Problem statement:
From the data underneath, reproduce exactly the stretch that begins at the line with "value >= f32::MIN" and ends after the line with "let mut chrom_id = 0;".

(Collected data)

------------

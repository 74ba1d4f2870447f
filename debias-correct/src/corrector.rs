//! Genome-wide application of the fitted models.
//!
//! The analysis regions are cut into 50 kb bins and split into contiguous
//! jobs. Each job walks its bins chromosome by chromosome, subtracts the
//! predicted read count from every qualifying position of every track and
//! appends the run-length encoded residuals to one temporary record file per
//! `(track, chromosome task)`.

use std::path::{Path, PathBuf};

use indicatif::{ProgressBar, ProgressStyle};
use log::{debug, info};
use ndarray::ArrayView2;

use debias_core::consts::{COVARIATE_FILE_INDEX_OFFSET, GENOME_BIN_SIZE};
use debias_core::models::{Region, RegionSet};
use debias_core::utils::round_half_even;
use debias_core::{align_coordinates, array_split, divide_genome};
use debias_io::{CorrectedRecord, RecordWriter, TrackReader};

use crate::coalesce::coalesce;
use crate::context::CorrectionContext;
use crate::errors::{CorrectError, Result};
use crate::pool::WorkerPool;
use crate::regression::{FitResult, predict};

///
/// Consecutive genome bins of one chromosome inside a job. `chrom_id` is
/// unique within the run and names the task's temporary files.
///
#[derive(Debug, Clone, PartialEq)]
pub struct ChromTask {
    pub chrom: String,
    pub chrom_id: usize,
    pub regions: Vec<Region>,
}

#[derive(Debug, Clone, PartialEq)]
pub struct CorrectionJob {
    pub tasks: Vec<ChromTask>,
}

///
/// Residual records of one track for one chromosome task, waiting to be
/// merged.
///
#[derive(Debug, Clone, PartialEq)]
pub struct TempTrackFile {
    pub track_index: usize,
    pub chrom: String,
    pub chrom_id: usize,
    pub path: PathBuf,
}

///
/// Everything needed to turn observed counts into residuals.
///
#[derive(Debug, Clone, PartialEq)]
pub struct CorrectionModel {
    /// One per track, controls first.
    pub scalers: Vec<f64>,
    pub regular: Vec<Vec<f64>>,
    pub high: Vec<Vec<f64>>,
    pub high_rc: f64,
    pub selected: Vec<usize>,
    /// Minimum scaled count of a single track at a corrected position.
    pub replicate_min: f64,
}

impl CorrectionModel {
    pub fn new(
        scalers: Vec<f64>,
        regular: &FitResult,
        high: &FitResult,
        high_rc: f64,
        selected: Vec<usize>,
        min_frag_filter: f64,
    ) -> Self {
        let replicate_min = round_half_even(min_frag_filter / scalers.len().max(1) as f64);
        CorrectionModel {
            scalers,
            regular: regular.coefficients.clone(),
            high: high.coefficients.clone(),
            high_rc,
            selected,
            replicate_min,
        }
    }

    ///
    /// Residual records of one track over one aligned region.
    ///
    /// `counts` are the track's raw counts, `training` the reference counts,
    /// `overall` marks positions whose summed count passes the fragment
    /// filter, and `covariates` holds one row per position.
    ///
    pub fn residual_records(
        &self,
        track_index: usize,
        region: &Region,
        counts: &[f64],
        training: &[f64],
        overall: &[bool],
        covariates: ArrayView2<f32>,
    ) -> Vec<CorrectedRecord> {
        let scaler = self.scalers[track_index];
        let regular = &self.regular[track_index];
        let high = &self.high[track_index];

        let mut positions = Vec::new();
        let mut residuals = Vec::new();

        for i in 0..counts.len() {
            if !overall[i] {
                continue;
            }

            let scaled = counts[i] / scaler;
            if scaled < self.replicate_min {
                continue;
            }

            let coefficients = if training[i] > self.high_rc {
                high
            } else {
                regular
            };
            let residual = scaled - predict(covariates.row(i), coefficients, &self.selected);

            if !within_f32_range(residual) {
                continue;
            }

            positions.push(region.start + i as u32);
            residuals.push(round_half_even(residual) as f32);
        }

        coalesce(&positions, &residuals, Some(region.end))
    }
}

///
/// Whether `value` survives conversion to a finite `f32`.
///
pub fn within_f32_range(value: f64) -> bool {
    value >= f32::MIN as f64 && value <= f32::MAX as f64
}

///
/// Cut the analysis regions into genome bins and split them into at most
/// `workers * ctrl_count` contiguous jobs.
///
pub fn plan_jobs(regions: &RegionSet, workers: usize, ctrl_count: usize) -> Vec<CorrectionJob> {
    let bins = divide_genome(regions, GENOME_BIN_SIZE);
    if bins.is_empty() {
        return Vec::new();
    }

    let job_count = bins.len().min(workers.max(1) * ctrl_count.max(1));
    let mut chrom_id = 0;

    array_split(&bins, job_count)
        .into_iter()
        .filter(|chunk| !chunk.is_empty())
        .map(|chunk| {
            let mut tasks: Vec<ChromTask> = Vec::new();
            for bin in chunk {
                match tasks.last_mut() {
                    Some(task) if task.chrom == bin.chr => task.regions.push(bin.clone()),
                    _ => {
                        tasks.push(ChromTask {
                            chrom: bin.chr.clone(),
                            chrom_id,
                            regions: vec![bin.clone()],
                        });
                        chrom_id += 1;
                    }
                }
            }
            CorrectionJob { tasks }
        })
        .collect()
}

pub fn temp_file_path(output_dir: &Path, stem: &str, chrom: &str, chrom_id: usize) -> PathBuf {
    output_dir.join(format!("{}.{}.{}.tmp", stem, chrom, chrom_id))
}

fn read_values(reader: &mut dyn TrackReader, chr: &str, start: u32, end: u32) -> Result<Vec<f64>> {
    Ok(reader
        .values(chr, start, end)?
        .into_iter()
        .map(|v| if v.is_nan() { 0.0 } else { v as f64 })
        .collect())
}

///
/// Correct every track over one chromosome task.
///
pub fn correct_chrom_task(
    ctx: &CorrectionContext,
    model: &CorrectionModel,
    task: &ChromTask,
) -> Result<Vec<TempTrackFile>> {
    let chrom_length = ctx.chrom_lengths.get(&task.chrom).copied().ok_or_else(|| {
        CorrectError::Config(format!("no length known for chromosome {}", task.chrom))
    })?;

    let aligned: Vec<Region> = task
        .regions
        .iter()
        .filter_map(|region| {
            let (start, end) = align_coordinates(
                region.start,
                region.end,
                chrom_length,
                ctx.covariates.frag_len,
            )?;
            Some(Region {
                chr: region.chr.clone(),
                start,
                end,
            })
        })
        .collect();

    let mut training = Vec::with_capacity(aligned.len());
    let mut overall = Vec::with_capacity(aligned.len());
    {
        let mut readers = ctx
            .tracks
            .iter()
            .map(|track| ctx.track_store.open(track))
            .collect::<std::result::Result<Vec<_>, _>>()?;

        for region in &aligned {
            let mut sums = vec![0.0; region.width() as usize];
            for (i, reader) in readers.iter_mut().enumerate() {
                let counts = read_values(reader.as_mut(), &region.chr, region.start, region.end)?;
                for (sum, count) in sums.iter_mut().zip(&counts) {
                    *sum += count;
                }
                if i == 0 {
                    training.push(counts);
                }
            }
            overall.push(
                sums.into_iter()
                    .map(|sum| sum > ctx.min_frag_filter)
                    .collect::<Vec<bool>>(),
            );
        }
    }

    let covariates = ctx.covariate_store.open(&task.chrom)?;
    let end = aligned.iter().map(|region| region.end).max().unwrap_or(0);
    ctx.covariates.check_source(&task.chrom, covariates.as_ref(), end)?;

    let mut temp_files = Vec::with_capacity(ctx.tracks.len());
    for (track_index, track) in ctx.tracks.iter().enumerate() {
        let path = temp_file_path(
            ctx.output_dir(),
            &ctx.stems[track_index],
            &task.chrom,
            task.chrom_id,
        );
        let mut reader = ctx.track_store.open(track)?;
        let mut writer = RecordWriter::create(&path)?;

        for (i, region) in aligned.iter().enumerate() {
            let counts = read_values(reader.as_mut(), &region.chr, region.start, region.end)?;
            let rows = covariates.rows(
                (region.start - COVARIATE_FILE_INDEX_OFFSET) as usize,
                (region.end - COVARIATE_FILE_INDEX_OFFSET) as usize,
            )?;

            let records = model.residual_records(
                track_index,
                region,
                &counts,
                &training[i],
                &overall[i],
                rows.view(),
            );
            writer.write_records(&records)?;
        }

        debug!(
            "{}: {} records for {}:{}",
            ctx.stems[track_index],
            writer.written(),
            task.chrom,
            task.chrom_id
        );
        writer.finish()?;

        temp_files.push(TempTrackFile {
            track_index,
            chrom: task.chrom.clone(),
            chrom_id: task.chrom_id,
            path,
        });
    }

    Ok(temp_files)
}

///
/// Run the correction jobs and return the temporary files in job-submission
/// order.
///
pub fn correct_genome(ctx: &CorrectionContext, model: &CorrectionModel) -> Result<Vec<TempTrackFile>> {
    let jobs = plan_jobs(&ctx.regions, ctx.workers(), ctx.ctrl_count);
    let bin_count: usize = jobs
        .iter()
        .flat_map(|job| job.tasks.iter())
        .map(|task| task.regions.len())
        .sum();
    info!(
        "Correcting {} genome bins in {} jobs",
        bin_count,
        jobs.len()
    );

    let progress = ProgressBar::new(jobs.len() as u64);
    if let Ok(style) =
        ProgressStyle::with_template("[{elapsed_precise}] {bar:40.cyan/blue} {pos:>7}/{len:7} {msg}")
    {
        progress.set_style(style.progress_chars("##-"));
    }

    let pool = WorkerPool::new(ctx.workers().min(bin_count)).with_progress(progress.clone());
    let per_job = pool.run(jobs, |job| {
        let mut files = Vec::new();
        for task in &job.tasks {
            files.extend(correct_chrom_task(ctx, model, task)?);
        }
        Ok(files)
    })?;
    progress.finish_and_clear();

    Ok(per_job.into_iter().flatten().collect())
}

------------

Exercise response:
    value >= f32::MIN as f64 && value <= f32::MAX as f64
}

///
/// Cut the analysis regions into genome bins and split them into at most
/// `workers * ctrl_count` contiguous jobs.
///
pub fn plan_jobs(regions: &RegionSet, workers: usize, ctrl_count: usize) -> Vec<CorrectionJob> {
    let bins = divide_genome(regions, GENOME_BIN_SIZE);
    if bins.is_empty() {
        return Vec::new();
    }

    let job_count = bins.len().min(workers.max(1) * ctrl_count.max(1));
    let mut chrom_id = 0;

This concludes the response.